▶ [About this exercise]:
When you reach the line that contains "the face normal" in the data below, start reproducing lines exactly, and stop after the line that contains "for (zi, &z)".

Records excerpted from a collection
▬▬▬

//! Mesh synthesis
//!
//! Consumes the grid arrays and pedestal list and produces the surface
//! nodes, the quad plates covering every grid cell, and one vertical member
//! per pedestal whose center lands on a grid intersection.

use std::collections::HashMap;

use log::debug;
use serde::{Deserialize, Serialize};

use crate::elements::{Member, Node, Pedestal, Plate};
use crate::grid::GridLines;

/// Pedestal heights at or below this generate no pedestal nodes or members.
pub const HEIGHT_EPS: f64 = 1e-9;

/// Winding direction of the plate node cycle, controlling the face normal
/// sign convention expected by the analysis tool.
#[derive(Debug, Clone, Copy, PartialEq, Eq, Serialize, Deserialize)]
#[serde(rename_all = "lowercase")]
pub enum FaceOrientation {
    Up,
    Down,
}

/// Fixed-point coordinate key: (x, z) rounded to 3 decimals.
///
/// Millimetre integers give exact equality where formatted-string keys
/// would be at the mercy of locale and float printing.
fn node_key(x: f64, z: f64) -> (i64, i64) {
    ((x * 1000.0).round() as i64, (z * 1000.0).round() as i64)
}

/// The synthesized finite-element mesh: nodes, shell plates, and pedestal
/// members. Geometry and topology only, no analysis quantities.
#[derive(Debug, Clone, Serialize, Deserialize)]
pub struct FoundationMesh {
    /// All nodes, ordered by id (surface nodes first, pedestal nodes after)
    pub nodes: Vec<Node>,
    /// All plates, ordered by id (cell scan order: z outer, x inner)
    pub plates: Vec<Plate>,
    /// Pedestal members, in pedestal scan order
    pub members: Vec<Member>,

    /// Grid cell (xi, zi) to plate id, retained for the group classifier
    #[serde(skip)]
    plate_ids: HashMap<(usize, usize), u32>,
}

impl FoundationMesh {
    /// Synthesize the mesh for a grid, attaching a pedestal node and member
    /// for every pedestal whose center coincides with a surface node.
    pub fn synthesize(
        grid: &GridLines,
        pedestals: &[Pedestal],
        pedestal_height: f64,
        orientation: FaceOrientation,
    ) -> Self {
        let nx = grid.x_lines.len();
        let nz = grid.z_lines.len();

        let mut nodes = Vec::with_capacity(nx * nz + pedestals.len());
        let mut lookup = HashMap::with_capacity(nx * nz);
        for (zi, &z) in grid.z_lines.iter().enumerate() {
            for (xi, &x) in grid.x_lines.iter().enumerate() {
                let id = (zi * nx + xi + 1) as u32;
                nodes.push(Node::surface(id, x, z));
                lookup.insert(node_key(x, z), id);
            }
        }

        let mut members = Vec::new();
        if pedestal_height > HEIGHT_EPS {
            let mut next_id = (nx * nz) as u32 + 1;
            for pedestal in pedestals {
                match lookup.get(&node_key(pedestal.x, pedestal.z)) {
                    Some(&surface_id) => {
                        nodes.push(Node::pedestal(
                            next_id,
                            pedestal.x,
                            pedestal_height,
                            pedestal.z,
                        ));
                        let member_id = members.len() as u32 + 1;
                        members.push(Member::new(member_id, surface_id, next_id, pedestal.id));
                        next_id += 1;
                    }
                    None => {
                        // Defined no-op: the center missed every grid
                        // intersection after 3-decimal rounding.
                        debug!(
                            "pedestal {} center ({}, {}) is off-grid, no member generated",
                            pedestal.id, pedestal.x, pedestal.z
                        );
                    }
                }
            }
        }

        let x_cells = grid.x_cells();
        let z_cells = grid.z_cells();
        let mut plates = Vec::with_capacity(x_cells * z_cells);
        let mut plate_ids = HashMap::with_capacity(x_cells * z_cells);
        for zi in 0..z_cells {
            for xi in 0..x_cells {
                let tl = (zi * nx + xi + 1) as u32;
                let tr = tl + 1;
                let bl = tl + nx as u32;
                let br = bl + 1;
                let corners = match orientation {
                    FaceOrientation::Down => [tl, tr, br, bl],
                    FaceOrientation::Up => [bl, br, tr, tl],
                };
                let id = (zi * x_cells + xi + 1) as u32;
                plates.push(Plate::new(id, corners));
                plate_ids.insert((xi, zi), id);
            }
        }

        debug!(
            "mesh synthesized: {} nodes, {} plates, {} members",
            nodes.len(),
            plates.len(),
            members.len()
        );

        Self {
            nodes,
            plates,
            members,
            plate_ids,
        }
    }

    /// Plate id at grid cell (xi, zi), if the cell exists
    pub fn plate_at(&self, xi: usize, zi: usize) -> Option<u32> {
        self.plate_ids.get(&(xi, zi)).copied()
    }

    /// Node by 1-based id
    pub fn node(&self, id: u32) -> Option<&Node> {
        self.nodes.get((id as usize).checked_sub(1)?)
    }

    /// Plate by 1-based id
    pub fn plate(&self, id: u32) -> Option<&Plate> {
        self.plates.get((id as usize).checked_sub(1)?)
    }
}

▬▬▬

▶ [Solution]:
/// Winding direction of the plate node cycle, controlling the face normal
/// sign convention expected by the analysis tool.
#[derive(Debug, Clone, Copy, PartialEq, Eq, Serialize, Deserialize)]
#[serde(rename_all = "lowercase")]
pub enum FaceOrientation {
    Up,
    Down,
}

/// Fixed-point coordinate key: (x, z) rounded to 3 decimals.
///
/// Millimetre integers give exact equality where formatted-string keys
/// would be at the mercy of locale and float printing.
fn node_key(x: f64, z: f64) -> (i64, i64) {
    ((x * 1000.0).round() as i64, (z * 1000.0).round() as i64)
}

/// The synthesized finite-element mesh: nodes, shell plates, and pedestal
/// members. Geometry and topology only, no analysis quantities.
#[derive(Debug, Clone, Serialize, Deserialize)]
pub struct FoundationMesh {
    /// All nodes, ordered by id (surface nodes first, pedestal nodes after)
    pub nodes: Vec<Node>,
    /// All plates, ordered by id (cell scan order: z outer, x inner)
    pub plates: Vec<Plate>,
    /// Pedestal members, in pedestal scan order
    pub members: Vec<Member>,

    /// Grid cell (xi, zi) to plate id, retained for the group classifier
    #[serde(skip)]
    plate_ids: HashMap<(usize, usize), u32>,
}

impl FoundationMesh {
    /// Synthesize the mesh for a grid, attaching a pedestal node and member
    /// for every pedestal whose center coincides with a surface node.
    pub fn synthesize(
        grid: &GridLines,
        pedestals: &[Pedestal],
        pedestal_height: f64,
        orientation: FaceOrientation,
    ) -> Self {
        let nx = grid.x_lines.len();
        let nz = grid.z_lines.len();

        let mut nodes = Vec::with_capacity(nx * nz + pedestals.len());
        let mut lookup = HashMap::with_capacity(nx * nz);
        for (zi, &z) in grid.z_lines.iter().enumerate() {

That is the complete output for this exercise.